#### EXERCISE INSTRUCTIONS
Search the listing for the string "SessionToken" and copy every line that contains it.

================================

//! The contract between the broker and a provider.
//!
//! Every call is one-way: it either enqueues work on the remote side or
//! fails immediately with a [`RemoteError`]. Results come back through
//! the callback traits.

use std::sync::Arc;

use tvim_core::{HardwareInfo, HdmiDeviceInfo, InputDescriptor, InputId, SessionEvent, SessionToken};

use crate::error::RemoteError;
use crate::input::InputChannelServer;
use crate::op::SessionOp;
use crate::peer::Peer;

/// A live session inside a provider.
pub trait RemoteSession: Send + Sync {
    /// Liveness of the session object.
    fn peer(&self) -> &Peer;

    /// Enqueues an operation.
    fn send(&self, op: SessionOp) -> Result<(), RemoteError>;
}

/// A bound provider service.
pub trait ProviderService: Send + Sync {
    /// Liveness of the provider process.
    fn peer(&self) -> &Peer;

    /// Hardware providers report their inputs through this callback.
    fn register_callback(&self, callback: Arc<dyn ServiceCallback>) -> Result<(), RemoteError>;

    fn unregister_callback(&self) -> Result<(), RemoteError>;

    /// Asks the provider to create a session for `input_id`.
    ///
    /// The outcome arrives exactly once through
    /// [`SessionCallback::on_session_created`].
    fn create_session(
        &self,
        channel: InputChannelServer,
        callback: Arc<dyn SessionCallback>,
        input_id: &InputId,
    ) -> Result<(), RemoteError>;

    fn notify_hardware_added(&self, hardware: &HardwareInfo) -> Result<(), RemoteError>;

    fn notify_hardware_removed(&self, hardware: &HardwareInfo) -> Result<(), RemoteError>;

    fn notify_hdmi_device_added(&self, device: &HdmiDeviceInfo) -> Result<(), RemoteError>;

    fn notify_hdmi_device_removed(&self, device: &HdmiDeviceInfo) -> Result<(), RemoteError>;
}

/// Provider → broker, scoped to one session.
pub trait SessionCallback: Send + Sync {
    /// Creation finished. `None` means the provider failed to create it.
    ///
    /// `hardware_session` is set when the new session wraps a hardware
    /// pass-through session the provider opened itself.
    fn on_session_created(
        &self,
        session: Option<Arc<dyn RemoteSession>>,
        hardware_session: Option<SessionToken>,
    );

    fn on_event(&self, event: SessionEvent);
}

/// Provider → broker, for hardware providers.
pub trait ServiceCallback: Send + Sync {
    fn add_hardware_input(&self, device_id: u32, input: InputDescriptor);

    fn add_hdmi_input(&self, hdmi_device_id: u32, input: InputDescriptor);

    fn remove_input(&self, input_id: InputId);
}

================================

#### SOLUTION TO THIS EXERCISE
use tvim_core::{HardwareInfo, HdmiDeviceInfo, InputDescriptor, InputId, SessionEvent, SessionToken};
        hardware_session: Option<SessionToken>,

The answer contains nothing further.